**WORK TO BE COMPLETED:**
Repeat every line below exactly, word for word.

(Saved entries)
/// Reserved action uids.
pub mod action {
    /// `registerEvent(objectID, signalID, handler) -> handler` (uid 0x00).
    pub const REGISTER_EVENT: u32 = 0x00;
    /// `unregisterEvent(objectID, signalID, handler)` (uid 0x01).
    pub const UNREGISTER_EVENT: u32 = 0x01;
    /// `metaObject(objectID) -> MetaObject` (uid 0x02).
    pub const META_OBJECT: u32 = 0x02;
    /// `terminate(objectID)` (uid 0x03).
    pub const TERMINATE: u32 = 0x03;
    /// `property(name) -> value` (uid 0x05).
    pub const PROPERTY: u32 = 0x05;
    /// `setProperty(name, value)` (uid 0x06).
    pub const SET_PROPERTY: u32 = 0x06;
    /// `properties() -> [name]` (uid 0x07).
    pub const PROPERTIES: u32 = 0x07;
    /// `registerEventWithSignature` (uid 0x08); answered with an error.
    pub const REGISTER_EVENT_WITH_SIGNATURE: u32 = 0x08;
    /// `isStatsEnabled() -> bool` (uid 0x50).
    pub const IS_STATS_ENABLED: u32 = 0x50;
    /// `enableStats(bool)` (uid 0x51).
    pub const ENABLE_STATS: u32 = 0x51;
    /// `stats() -> {uid: MethodStatistics}` (uid 0x52).
    pub const STATS: u32 = 0x52;
    /// `clearStats()` (uid 0x53).
    pub const CLEAR_STATS: u32 = 0x53;
    /// `isTraceEnabled() -> bool` (uid 0x54).
    pub const IS_TRACE_ENABLED: u32 = 0x54;
    /// `enableTrace(bool)` (uid 0x55).
    pub const ENABLE_TRACE: u32 = 0x55;
    /// The `traceObject` signal (uid 0x56). Registering for it implicitly
    /// enables tracing; it is itself never traced.
    pub const TRACE_OBJECT: u32 = 0x56;
    /// `authenticate(CapabilityMap) -> CapabilityMap` on (service 0,
    /// object 0).
    pub const AUTHENTICATE: u32 = 8;
    /// First uid available to user-defined methods, signals and
    /// properties.
    pub const MIN_USER_ACTION: u32 = 0x64;
}

/// The canonical meta-object signature string.
pub const META_OBJECT_SIGNATURE: &str = "({I(Issss[(ss)<MetaMethodParameter,name,description>]s)\
<MetaMethod,uid,returnSignature,name,parametersSignature,description,parameters,returnDescription>}\
{I(Iss)<MetaSignal,uid,name,signature>}{I(Iss)<MetaProperty,uid,name,signature>}s)\
<MetaObject,methods,signals,properties,description>";

/// One named parameter of a meta method.
#[derive(Debug, Clone, Default, PartialEq, Eq)]
pub struct MetaMethodParameter {
    /// Parameter name.
    pub name: String,
    /// Human-readable description.
    pub description: String,
}

/// Description of a callable method.
#[derive(Debug, Clone, Default, PartialEq, Eq)]
pub struct MetaMethod {
    /// Action uid.
    pub uid: u32,
    /// Signature of the return value.
    pub return_signature: String,
    /// Method name.
    pub name: String,
    /// Signature of the parameter tuple.
    pub parameters_signature: String,
    /// Human-readable description.
    pub description: String,
    /// Named parameters.
    pub parameters: Vec<MetaMethodParameter>,
    /// Human-readable description of the return value.
    pub return_description: String,
}

impl MetaMethod {
    /// Shorthand for a method with only the wire-relevant fields set.
    pub fn new(uid: u32, name: &str, parameters_signature: &str, return_signature: &str) -> Self {
        Self {
            uid,
            return_signature: return_signature.to_string(),
            name: name.to_string(),
            parameters_signature: parameters_signature.to_string(),
            ..Self::default()
        }
    }
}

/// Description of a signal.
#[derive(Debug, Clone, Default, PartialEq, Eq)]
pub struct MetaSignal {
    /// Action uid; events carry it in the header's action field.
    pub uid: u32,
    /// Signal name.
    pub name: String,
    /// Signature of the event payload.
    pub signature: String,
}

impl MetaSignal {
    /// Shorthand constructor.
    pub fn new(uid: u32, name: &str, signature: &str) -> Self {
        Self { uid, name: name.to_string(), signature: signature.to_string() }
    }
}

/// Description of a property.
#[derive(Debug, Clone, Default, PartialEq, Eq)]
pub struct MetaProperty {
    /// Action uid; update events carry it in the header's action field.
    pub uid: u32,
    /// Property name.
    pub name: String,
    /// Signature of the property value.
    pub signature: String,
}

impl MetaProperty {
    /// Shorthand constructor.
    pub fn new(uid: u32, name: &str, signature: &str) -> Self {
        Self { uid, name: name.to_string(), signature: signature.to_string() }
    }
}

/// Machine-readable description of an object.
///
/// The three uid maps partition the action uid space: a given uid names
/// either a method, a signal or a property.
#[derive(Debug, Clone, Default, PartialEq)]
pub struct MetaObject {
    /// Human-readable object description.
    pub description: String,
    /// Methods by action uid.
    pub methods: HashMap<u32, MetaMethod>,
    /// Signals by action uid.
    pub signals: HashMap<u32, MetaSignal>,
    /// Properties by action uid.
    pub properties: HashMap<u32, MetaProperty>,
}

**RESULT FOR THIS EXERCISE:**
/// Reserved action uids.
pub mod action {
    /// `registerEvent(objectID, signalID, handler) -> handler` (uid 0x00).
    pub const REGISTER_EVENT: u32 = 0x00;
    /// `unregisterEvent(objectID, signalID, handler)` (uid 0x01).
    pub const UNREGISTER_EVENT: u32 = 0x01;
    /// `metaObject(objectID) -> MetaObject` (uid 0x02).
    pub const META_OBJECT: u32 = 0x02;
    /// `terminate(objectID)` (uid 0x03).
    pub const TERMINATE: u32 = 0x03;
    /// `property(name) -> value` (uid 0x05).
    pub const PROPERTY: u32 = 0x05;
    /// `setProperty(name, value)` (uid 0x06).
    pub const SET_PROPERTY: u32 = 0x06;
    /// `properties() -> [name]` (uid 0x07).
    pub const PROPERTIES: u32 = 0x07;
    /// `registerEventWithSignature` (uid 0x08); answered with an error.
    pub const REGISTER_EVENT_WITH_SIGNATURE: u32 = 0x08;
    /// `isStatsEnabled() -> bool` (uid 0x50).
    pub const IS_STATS_ENABLED: u32 = 0x50;
    /// `enableStats(bool)` (uid 0x51).
    pub const ENABLE_STATS: u32 = 0x51;
    /// `stats() -> {uid: MethodStatistics}` (uid 0x52).
    pub const STATS: u32 = 0x52;
    /// `clearStats()` (uid 0x53).
    pub const CLEAR_STATS: u32 = 0x53;
    /// `isTraceEnabled() -> bool` (uid 0x54).
    pub const IS_TRACE_ENABLED: u32 = 0x54;
    /// `enableTrace(bool)` (uid 0x55).
    pub const ENABLE_TRACE: u32 = 0x55;
    /// The `traceObject` signal (uid 0x56). Registering for it implicitly
    /// enables tracing; it is itself never traced.
    pub const TRACE_OBJECT: u32 = 0x56;
    /// `authenticate(CapabilityMap) -> CapabilityMap` on (service 0,
    /// object 0).
    pub const AUTHENTICATE: u32 = 8;
    /// First uid available to user-defined methods, signals and
    /// properties.
    pub const MIN_USER_ACTION: u32 = 0x64;
}

/// The canonical meta-object signature string.
pub const META_OBJECT_SIGNATURE: &str = "({I(Issss[(ss)<MetaMethodParameter,name,description>]s)\
<MetaMethod,uid,returnSignature,name,parametersSignature,description,parameters,returnDescription>}\
{I(Iss)<MetaSignal,uid,name,signature>}{I(Iss)<MetaProperty,uid,name,signature>}s)\
<MetaObject,methods,signals,properties,description>";

/// One named parameter of a meta method.
#[derive(Debug, Clone, Default, PartialEq, Eq)]
pub struct MetaMethodParameter {
    /// Parameter name.
    pub name: String,
    /// Human-readable description.
    pub description: String,
}

/// Description of a callable method.
#[derive(Debug, Clone, Default, PartialEq, Eq)]
pub struct MetaMethod {
    /// Action uid.
    pub uid: u32,
    /// Signature of the return value.
    pub return_signature: String,
    /// Method name.
    pub name: String,
    /// Signature of the parameter tuple.
    pub parameters_signature: String,
    /// Human-readable description.
    pub description: String,
    /// Named parameters.
    pub parameters: Vec<MetaMethodParameter>,
    /// Human-readable description of the return value.
    pub return_description: String,
}

impl MetaMethod {
    /// Shorthand for a method with only the wire-relevant fields set.
    pub fn new(uid: u32, name: &str, parameters_signature: &str, return_signature: &str) -> Self {
        Self {
            uid,
            return_signature: return_signature.to_string(),
            name: name.to_string(),
            parameters_signature: parameters_signature.to_string(),
            ..Self::default()
        }
    }
}

/// Description of a signal.
#[derive(Debug, Clone, Default, PartialEq, Eq)]
pub struct MetaSignal {
    /// Action uid; events carry it in the header's action field.
    pub uid: u32,
    /// Signal name.
    pub name: String,
    /// Signature of the event payload.
    pub signature: String,
}

impl MetaSignal {
    /// Shorthand constructor.
    pub fn new(uid: u32, name: &str, signature: &str) -> Self {
        Self { uid, name: name.to_string(), signature: signature.to_string() }
    }
}

/// Description of a property.
#[derive(Debug, Clone, Default, PartialEq, Eq)]
pub struct MetaProperty {
    /// Action uid; update events carry it in the header's action field.
    pub uid: u32,
    /// Property name.
    pub name: String,
    /// Signature of the property value.
    pub signature: String,
}

impl MetaProperty {
    /// Shorthand constructor.
    pub fn new(uid: u32, name: &str, signature: &str) -> Self {
        Self { uid, name: name.to_string(), signature: signature.to_string() }
    }
}

/// Machine-readable description of an object.
///
/// The three uid maps partition the action uid space: a given uid names
/// either a method, a signal or a property.
#[derive(Debug, Clone, Default, PartialEq)]
pub struct MetaObject {
    /// Human-readable object description.
    pub description: String,
    /// Methods by action uid.
    pub methods: HashMap<u32, MetaMethod>,
    /// Signals by action uid.
    pub signals: HashMap<u32, MetaSignal>,
    /// Properties by action uid.
    pub properties: HashMap<u32, MetaProperty>,
}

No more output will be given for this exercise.